* _Exercise brief_: Report each line of the records below that uses the word "Ordering".

* _Exercise data_:
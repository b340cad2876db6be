//! UAS Builder pattern for flexible server configuration

use std::sync::Arc;
use crate::errors::Result;
use super::{UasServer, UasConfig, UasCallHandler, CallController, AlwaysAcceptHandler, NoOpController};

/// Builder for creating UAS servers with flexible configuration
pub struct UasBuilder {
    config: UasConfig,
    handler: Option<Arc<dyn UasCallHandler>>,
    controller: Option<Arc<dyn CallController>>,
}

impl UasBuilder {
    /// Create a new builder with bind address
    pub fn new(bind_addr: impl Into<String>) -> Self {
        Self {
            config: UasConfig {
                local_addr: bind_addr.into(),
                ..Default::default()
            },
            handler: None,
            controller: None,
        }
    }
    
    /// Set server identity
    pub fn identity(mut self, identity: impl Into<String>) -> Self {
        self.config.identity = identity.into();
        self
    }
    
    /// Set user agent string
    pub fn user_agent(mut self, ua: impl Into<String>) -> Self {
        self.config.user_agent = ua.into();
        self
    }
    
    /// Set maximum concurrent calls (0 = unlimited)
    pub fn max_concurrent_calls(mut self, max: usize) -> Self {
        self.config.max_concurrent_calls = max;
        self
    }
    
    /// Enable auto-reject when at capacity
    pub fn auto_reject_on_busy(mut self, enabled: bool) -> Self {
        self.config.auto_reject_on_busy = enabled;
        self
    }
    
    /// Enable authentication
    pub fn require_authentication(mut self, realm: impl Into<String>) -> Self {
        self.config.require_authentication = true;
        self.config.auth_realm = Some(realm.into());
        self
    }
    
    /// Set call timeout in seconds
    pub fn call_timeout(mut self, seconds: u32) -> Self {
        self.config.call_timeout = seconds;
        self
    }
    
    /// Enable auto-answer for testing
    pub fn auto_answer(mut self, enabled: bool) -> Self {
        self.config.auto_answer = enabled;
        self
    }
    
    /// Enable call recording
    pub fn enable_recording(mut self, enabled: bool) -> Self {
        self.config.enable_recording = enabled;
        self
    }
    
    /// Set the call handler
    pub fn handler(mut self, handler: Arc<dyn UasCallHandler>) -> Self {
        self.handler = Some(handler);
        self
    }
    
    /// Set the call controller for advanced features
    pub fn controller(mut self, controller: Arc<dyn CallController>) -> Self {
        self.controller = Some(controller);
        self
    }
    
    /// Build the UAS server
    pub async fn build(self) -> Result<UasServer> {
        // Use defaults if not specified
        let handler = self.handler.unwrap_or_else(|| Arc::new(AlwaysAcceptHandler));
        let controller = self.controller.unwrap_or_else(|| Arc::new(NoOpController));
        
        UasServer::new_with_controller(self.config, handler, controller).await
    }
}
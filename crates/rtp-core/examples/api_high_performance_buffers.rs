//! High-Performance Buffer Configuration Example
//!
//! This example demonstrates how to use the high-performance buffer APIs
//! for controlling packet priority, adaptive transmission, and congestion control.

use std::time::Duration;
use tokio::time;
use tracing::{info, debug, warn};
use std::sync::atomic::{AtomicBool, Ordering};
use std::sync::Arc;
use std::process;

use rvoip_rtp_core::{
    api::{
        client::{
            transport::MediaTransportClient,
            config::ClientConfigBuilder,
        },
        server::{
            transport::MediaTransportServer,
            config::ServerConfigBuilder,
        },
        common::{
            frame::{MediaFrame, MediaFrameType},
            error::MediaTransportError,
        },
    },
    buffer::{
        TransmitBufferConfig, BufferLimits, PacketPriority,
    },
};

use rvoip_rtp_core::api::client::transport::DefaultMediaTransportClient;
use rvoip_rtp_core::api::server::transport::DefaultMediaTransportServer;

// Maximum duration for the example to run (in seconds)
const MAX_RUNTIME_SECONDS: u64 = 10; // Reduced to 10 seconds for faster testing

// Constants for our example
const PACKETS_TO_SEND: usize = 100;
const HIGH_PRIORITY_INTERVAL: usize = 5; // Every 5th packet is high priority

#[tokio::main]
async fn main() -> Result<(), Box<dyn std::error::Error>> {
    // Initialize logging
    tracing_subscriber::fmt()
        .with_max_level(tracing::Level::INFO)
        .init();
    
    // Set a top-level timeout to ensure the program terminates no matter what
    // This backup ensures we don't have hanging processes
    std::thread::spawn(|| {
        // Total maximum runtime including any cleanup
        std::thread::sleep(Duration::from_secs(MAX_RUNTIME_SECONDS + 10));
        tracing::error!("Emergency timeout triggered after {} seconds - terminating process", MAX_RUNTIME_SECONDS + 10);
        process::exit(0);
    });
    
    info!("High-Performance Buffer Configuration Example");
    
    // Create a flag to signal when to stop
    let running = Arc::new(AtomicBool::new(true));
    let running_clone = running.clone();
    
    // Configure server with high-performance buffers
    let server_transmit_config = TransmitBufferConfig {
        max_packets: 1000,
        initial_cwnd: 32,
        congestion_control_enabled: true,
        ..Default::default()
    };
    
    let server_buffer_limits = BufferLimits {
        max_packets_per_stream: 500,
        max_packet_size: 1500,
        max_memory: 50 * 1024 * 1024, // 50 MB
    };
    
    let server_config = ServerConfigBuilder::new()
        .local_address("127.0.0.1:0".parse().unwrap()) // Dynamic port
        .rtcp_mux(true)
        .transmit_buffer_config(server_transmit_config)
        .buffer_limits(server_buffer_limits)
        .high_performance_buffers_enabled(true)
        .security_config(rvoip_rtp_core::api::server::security::ServerSecurityConfig { 
            security_mode: rvoip_rtp_core::api::common::config::SecurityMode::None, 
            ..Default::default() 
        })
        .build()?;
    
    // Create server
    let server = DefaultMediaTransportServer::new(server_config).await?;
    
    // Start server
    server.start().await?;
    
    // Get the server's bound address
    let server_addr = server.get_local_address().await?;
    info!("Server bound to {}", server_addr);
    
    // Configure client with high-performance buffers
    let client_transmit_config = TransmitBufferConfig {
        max_packets: 500,
        initial_cwnd: 16,
        congestion_control_enabled: true,
        ..Default::default()
    };
    
    let client_buffer_limits = BufferLimits {
        max_packets_per_stream: 250,
        max_packet_size: 1500,
        max_memory: 10 * 1024 * 1024, // 10 MB
    };
    
    let client_config = ClientConfigBuilder::new()
        .remote_address(server_addr)
        .rtcp_mux(true)
        .transmit_buffer_config(client_transmit_config)
        .buffer_limits(client_buffer_limits)
        .high_performance_buffers_enabled(true)
        .security_config(rvoip_rtp_core::api::client::security::ClientSecurityConfig { 
            security_mode: rvoip_rtp_core::api::common::config::SecurityMode::None, 
            ..Default::default() 
        })
        .build();
    
    // Create client
    let client = DefaultMediaTransportClient::new(client_config).await?;
    
    // Connect client to server
    info!("Connecting client to server");
    client.connect().await?;
    
    // Set priority threshold - when buffer is more than 80% full, only high priority packets will be sent
    info!("Setting priority threshold: when buffer is >80% full, only HIGH priority packets will be sent");
    client.set_priority_threshold(0.8, PacketPriority::High).await?;
    
    // Launch the timer task that will stop the example after MAX_RUNTIME_SECONDS
    let timeout_task = tokio::spawn(async move {
        info!("Timer started: example will run for max {} seconds", MAX_RUNTIME_SECONDS);
        
        // First timer for graceful shutdown
        time::sleep(Duration::from_secs(MAX_RUNTIME_SECONDS)).await;
        info!("Timer expired after {} seconds, signaling graceful shutdown", MAX_RUNTIME_SECONDS);
        running_clone.store(false, Ordering::SeqCst);
        
        // Second timer for forced exit if graceful shutdown doesn't complete
        time::sleep(Duration::from_secs(5)).await;
        warn!("Forced shutdown triggered - process will now exit");
        process::exit(0); // Force exit the entire process
    });
    
    // Send packets with different priorities
    info!("Sending packets with varying priorities");
    
    let mut i = 0;
    let mut stats_check_counter = 0;
    
    // Main sending loop with explicit exit condition
    while i < PACKETS_TO_SEND && running.load(Ordering::SeqCst) {
        // Create a frame
        let frame = MediaFrame {
            frame_type: MediaFrameType::Audio,
            data: format!("Frame {}", i).into_bytes(),
            timestamp: i as u32 * 160, // 20ms at 8kHz
            sequence: i as u16,
            marker: i == 0, // Mark the first packet
            payload_type: 0, // PCMU
            ssrc: 0x1234ABCD, // Fixed SSRC
            csrcs: Vec::new(),
        };
        
        // Determine priority - make every 5th packet high priority
        let priority = if i % HIGH_PRIORITY_INTERVAL == 0 {
            info!("Sending HIGH priority packet {}", i);
            PacketPriority::High
        } else {
            debug!("Sending normal priority packet {}", i);
            PacketPriority::Normal
        };
        
        // Send frame with priority if not stopped
        if running.load(Ordering::SeqCst) {
            match client.send_frame_with_priority(frame, priority).await {
                Ok(_) => {
                    stats_check_counter += 1;
                    if stats_check_counter >= 10 {
                        // Get transmit buffer stats every 10 packets
                        stats_check_counter = 0;
                        if let Ok(stats) = client.get_transmit_buffer_stats().await {
                            info!(
                                "Transmit buffer stats: packets_queued={}, packets_sent={}, buffer_fullness={:.2}%", 
                                stats.packets_queued,
                                stats.packets_sent,
                                stats.buffer_fullness * 100.0
                            );
                        }
                    }
                },
                Err(MediaTransportError::BufferFull(_)) => {
                    warn!("Buffer full, could not send packet {}", i);
                    // Wait a bit for buffer to clear
                    if running.load(Ordering::SeqCst) {
                        time::sleep(Duration::from_millis(50)).await;
                    }
                },
                Err(e) => {
                    warn!("Error sending packet: {}", e);
                    // Continue anyway instead of returning error
                }
            }
        }
        
        // Increment counter
        i += 1;
        
        // Simulate transmission rate
        if running.load(Ordering::SeqCst) {
            time::sleep(Duration::from_millis(10)).await;
        }
    }
    
    // Indicate why we stopped
    if i >= PACKETS_TO_SEND {
        info!("Completed sending all {} packets", PACKETS_TO_SEND);
    } else {
        info!("Stopped sending after {} packets due to time limit", i);
    }
    
    // Abort the timeout task if we completed naturally
    if i >= PACKETS_TO_SEND {
        timeout_task.abort();
    }
    
    // Get final stats if possible
    if let Ok(stats) = client.get_transmit_buffer_stats().await {
        info!(
            "Final transmit buffer stats: packets_queued={}, packets_sent={}, drops={}, retransmits={}, buffer_fullness={:.2}%", 
            stats.packets_queued,
            stats.packets_sent,
            stats.packets_dropped,
            stats.packets_retransmitted,
            stats.buffer_fullness * 100.0
        );
    }
    
    // Minimal wait for cleanup to ensure the program exits
    info!("Cleaning up...");
    
    // Very short wait for cleanup
    time::sleep(Duration::from_millis(100)).await;
    
    // Disconnect client
    match client.disconnect().await {
        Ok(_) => info!("Client disconnected successfully"),
        Err(e) => warn!("Error disconnecting client: {}", e),
    }
    
    // Stop server
    match server.stop().await {
        Ok(_) => info!("Server stopped successfully"),
        Err(e) => warn!("Error stopping server: {}", e),
    }
    
    info!("Example completed successfully");
    Ok(())
}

* _Expected output_:
use std::sync::atomic::{AtomicBool, Ordering};
        running_clone.store(false, Ordering::SeqCst);
    while i < PACKETS_TO_SEND && running.load(Ordering::SeqCst) {
        if running.load(Ordering::SeqCst) {
                    if running.load(Ordering::SeqCst) {
        if running.load(Ordering::SeqCst) {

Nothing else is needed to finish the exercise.